Die Bandidee und der Name Fehlfarben entstanden während eines Englandurlaubs, bei dem sich einige Mitglieder vom dortigen Ska-Fieber anstecken ließen. So war auch die erste Single „Abenteuer & Freiheit“ noch sehr stark skalastig. Allerdings gab die Gruppe den Ska-Sound schon bald auf. Die aus der Punk-Szene stammenden Mitglieder, die teilweise zur allerersten Generation gehören, wurden von da an als Punk-Verräter bezeichnet, weshalb es auch zu einem Publikumswechsel kam. Auch wurde die Band aus der Szene deutlich kritisiert und von anderen Gruppen geschmäht. 1980 erschien das Debütalbum „Monarchie und Alltag“, das in der damaligen deutschsprachigen Rockszene einen immensen Stellenwert erreichte und auch heute noch als eines der besten deutschsprachigen Rockalben gilt. Der einzige große Hit der Fehlfarben war das vom Funk-Stil beeinflusste Lied „Ein Jahr (Es geht voran)“. Die Hausbesetzerszene identifizierte sich mit diesem Stück, so dass es häufig als „Hausbesetzerhymne“ bezeichnet wird. Kurz nach Veröffentlichung des Debüts trat Sänger Peter Hein aus der Band aus, weil er sich zwischen Band und Beruf entscheiden musste.

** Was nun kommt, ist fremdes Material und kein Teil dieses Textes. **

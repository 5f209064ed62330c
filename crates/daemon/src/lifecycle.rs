// SPDX-License-Identifier: BUSL-1.1
// Copyright (c) 2026 Alfred Jean LLC

//! Daemon lifecycle management: startup, sleep/wake, reload, shutdown.

use std::collections::HashSet;
use std::fs::File;
use std::path::{Path, PathBuf};
use std::sync::Arc;
use std::time::{Duration, Instant};

use df_adapters::{
    JsonStatsStore, NoOpSessionHost, NoOpSiteAdapter, SiteCatalog, StoreError, TracedSessionHost,
    TracedSiteAdapter,
};
use df_core::{ConfigError, ConfigFile, EngineConfig, SystemClock};
use df_engine::{Runtime, RuntimeDeps, RuntimeError};
use fs2::FileExt;
use thiserror::Error;
use tokio::net::TcpStream;
use tracing::{info, warn};

/// Connectivity probes made after a wake before checks go ahead anyway
const WAKE_PROBE_ATTEMPTS: u32 = 5;
const WAKE_PROBE_RETRY: Duration = Duration::from_secs(10);

/// Daemon runtime with concrete adapter types (wrapped with tracing)
pub type DaemonRuntime = Runtime<TracedSessionHost<NoOpSessionHost>, JsonStatsStore, SystemClock>;

/// Daemon paths
#[derive(Debug, Clone)]
pub struct Config {
    /// TOML file listing the engine settings and farms
    pub config_path: PathBuf,
    /// Path to lock/PID file
    pub lock_path: PathBuf,
    /// Path to daemon log file
    pub log_path: PathBuf,
    /// Path to the per-farm stats file
    pub stats_path: PathBuf,
}

impl Config {
    /// Resolve paths, using the user config directory when no config file
    /// is given
    pub fn resolve(config_path: Option<PathBuf>) -> Result<Self, LifecycleError> {
        let config_path = match config_path {
            Some(path) => path,
            None => config_dir()?.join("dfd.toml"),
        };
        Ok(Self::with_state_dir(config_path, &state_dir()?))
    }

    pub fn with_state_dir(config_path: PathBuf, state_dir: &Path) -> Self {
        Self {
            config_path,
            lock_path: state_dir.join("dfd.pid"),
            log_path: state_dir.join("dfd.log"),
            stats_path: state_dir.join("stats.json"),
        }
    }
}

/// Daemon state during operation
pub struct DaemonState {
    pub config: Config,
    // NOTE(lifetime): Held to maintain exclusive file lock; released on drop
    #[allow(dead_code)]
    lock_file: File,
    pub runtime: DaemonRuntime,
    pub engine: EngineConfig,
    pub start_time: Instant,
}

impl DaemonState {
    /// Host is going to sleep: hold queued checks
    pub fn suspend(&self) {
        info!("suspending check queue");
        self.runtime.suspend();
    }

    /// Host woke up: resume the queue behind a connectivity check.
    ///
    /// The check is a high-priority job that retries until the probe
    /// address answers, so with the default concurrency of one no farm
    /// check starts while the network is still down.
    pub fn wake(&self) {
        info!("resuming check queue");
        if let Some(address) = self.engine.probe_address.clone() {
            let timeout = self.engine.probe_timeout;
            self.runtime.submit_housekeeping(
                "connectivity probe",
                Box::pin(async move {
                    let reachable =
                        await_connectivity(&address, timeout, WAKE_PROBE_ATTEMPTS, WAKE_PROBE_RETRY)
                            .await;
                    if !reachable {
                        warn!(
                            address = address.as_str(),
                            attempts = WAKE_PROBE_ATTEMPTS,
                            "network still unreachable, resuming checks"
                        );
                    }
                }),
            );
        }
        self.runtime.resume();
    }

    /// Re-read the config file and make the registry match it: listed
    /// farms are added or updated, farms no longer listed are removed
    pub async fn reload(&self) -> Result<(), LifecycleError> {
        let file = load_config(&self.config.config_path)?;
        if file.engine != self.engine {
            warn!("engine settings changed; they apply after a restart");
        }
        self.runtime.apply_all(&file.farms).await?;

        let listed: HashSet<_> = file.farms.iter().map(|farm| &farm.id).collect();
        for farm in self.runtime.farms() {
            if !listed.contains(&farm.id) {
                self.runtime.remove_farm(&farm.id).await?;
            }
        }
        info!(farms = file.farms.len(), "configuration reloaded");
        Ok(())
    }

    /// Shutdown the daemon gracefully
    pub async fn shutdown(&self) -> Result<(), LifecycleError> {
        info!(uptime = %humantime::format_duration(round_secs(self.start_time.elapsed())), "shutting down daemon");
        self.runtime.shutdown().await;

        if self.config.lock_path.exists() {
            if let Err(e) = std::fs::remove_file(&self.config.lock_path) {
                warn!("Failed to remove PID file: {}", e);
            }
        }

        info!("Daemon shutdown complete");
        Ok(())
    }
}

/// Lifecycle errors
#[derive(Debug, Error)]
pub enum LifecycleError {
    #[error("Could not determine state directory")]
    NoStateDir,

    #[error("Could not determine config directory")]
    NoConfigDir,

    #[error("Failed to acquire lock: daemon already running?")]
    LockFailed(#[source] std::io::Error),

    #[error("IO error: {0}")]
    Io(#[from] std::io::Error),

    #[error("Config error: {0}")]
    Config(#[from] ConfigError),

    #[error("Stats store error: {0}")]
    Store(#[from] StoreError),

    #[error("Runtime error: {0}")]
    Runtime(#[from] RuntimeError),
}

/// Start the daemon
pub async fn startup(config: &Config) -> Result<DaemonState, LifecycleError> {
    match startup_inner(config).await {
        Ok(state) => Ok(state),
        Err(e) => {
            cleanup_on_failure(config, &e);
            Err(e)
        }
    }
}

async fn startup_inner(config: &Config) -> Result<DaemonState, LifecycleError> {
    // 1. Create state directory
    if let Some(parent) = config.lock_path.parent() {
        std::fs::create_dir_all(parent)?;
    }

    // 2. Acquire lock file FIRST - prevents two daemons sharing a stats file
    let mut lock_file = File::create(&config.lock_path)?;
    lock_file
        .try_lock_exclusive()
        .map_err(LifecycleError::LockFailed)?;

    use std::io::Write;
    writeln!(lock_file, "{}", std::process::id())?;

    // 3. Load and validate configuration before touching any farm
    let file = load_config(&config.config_path)?;
    if file.farms.is_empty() {
        warn!(
            path = %config.config_path.display(),
            "no farms configured, starting with an empty registry"
        );
    }

    // 4. Set up adapters (wrapped with tracing for observability)
    let store = JsonStatsStore::open(&config.stats_path)?;
    let host = TracedSessionHost::new(NoOpSessionHost::new());

    // 5. Create runtime and register farms
    let runtime = Runtime::new(
        RuntimeDeps {
            host,
            store,
            sites: site_catalog(),
        },
        SystemClock,
        &file.engine,
    );
    runtime.apply_all(&file.farms).await?;

    info!(
        farms = file.farms.len(),
        concurrency = file.engine.concurrency,
        stats = %config.stats_path.display(),
        "daemon started"
    );

    Ok(DaemonState {
        config: config.clone(),
        lock_file,
        runtime,
        engine: file.engine,
        start_time: Instant::now(),
    })
}

/// Clean up resources on startup failure
fn cleanup_on_failure(config: &Config, error: &LifecycleError) {
    // Another daemon owns the lock file
    if matches!(error, LifecycleError::LockFailed(_)) {
        return;
    }
    if config.lock_path.exists() {
        let _ = std::fs::remove_file(&config.lock_path);
    }
}

/// Site adapters available to farms, keyed by tag
pub fn site_catalog() -> SiteCatalog {
    SiteCatalog::new().with(Arc::new(TracedSiteAdapter::new(Arc::new(
        NoOpSiteAdapter::default(),
    ))))
}

/// Read the config file; a missing file means no farms
fn load_config(path: &Path) -> Result<ConfigFile, LifecycleError> {
    if !path.exists() {
        warn!(path = %path.display(), "config file not found, using defaults");
        return Ok(ConfigFile::default());
    }
    Ok(ConfigFile::load(path)?)
}

/// Try to open a TCP connection to `address` within `timeout`
pub async fn probe(address: &str, timeout: Duration) -> bool {
    let start = Instant::now();
    match tokio::time::timeout(timeout, TcpStream::connect(address)).await {
        Ok(Ok(_)) => {
            let elapsed_ms = start.elapsed().as_millis() as u64;
            info!(address, elapsed_ms, "connectivity probe succeeded");
            true
        }
        Ok(Err(e)) => {
            warn!(address, error = %e, "connectivity probe failed");
            false
        }
        Err(_) => {
            warn!(address, timeout = %humantime::format_duration(timeout), "connectivity probe timed out");
            false
        }
    }
}

/// Probe `address` up to `attempts` times, `retry` apart. Returns whether
/// it became reachable.
pub async fn await_connectivity(
    address: &str,
    timeout: Duration,
    attempts: u32,
    retry: Duration,
) -> bool {
    for attempt in 1..=attempts {
        if probe(address, timeout).await {
            return true;
        }
        if attempt < attempts {
            tokio::time::sleep(retry).await;
        }
    }
    false
}

fn round_secs(d: Duration) -> Duration {
    Duration::from_secs(d.as_secs())
}

/// Get the state directory for dfd
fn state_dir() -> Result<PathBuf, LifecycleError> {
    // DFD_STATE_DIR overrides for testing
    if let Ok(dir) = std::env::var("DFD_STATE_DIR") {
        return Ok(PathBuf::from(dir));
    }
    if let Ok(xdg) = std::env::var("XDG_STATE_HOME") {
        return Ok(PathBuf::from(xdg).join("dfd"));
    }
    dirs::state_dir()
        .or_else(|| dirs::home_dir().map(|home| home.join(".local/state")))
        .map(|dir| dir.join("dfd"))
        .ok_or(LifecycleError::NoStateDir)
}

/// Get the config directory for dfd
fn config_dir() -> Result<PathBuf, LifecycleError> {
    dirs::config_dir()
        .map(|dir| dir.join("dfd"))
        .ok_or(LifecycleError::NoConfigDir)
}

#[cfg(test)]
#[path = "lifecycle_tests.rs"]
mod tests;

Video Tipp: Fehlfarben – Platz Da

Eine erste Wiederbelebung in Originalbesetzung gab es bereits wieder Anfang der 90er. Doch erst im Jahr 2002 erschien mit „Knietief im Dispo“ ein neues Lebenszeichen der Fehlfarben.

2012 erschien das Album „Xenophonie“. Im September 2012 folgt eine Tournee durch Deutschland und Österreich.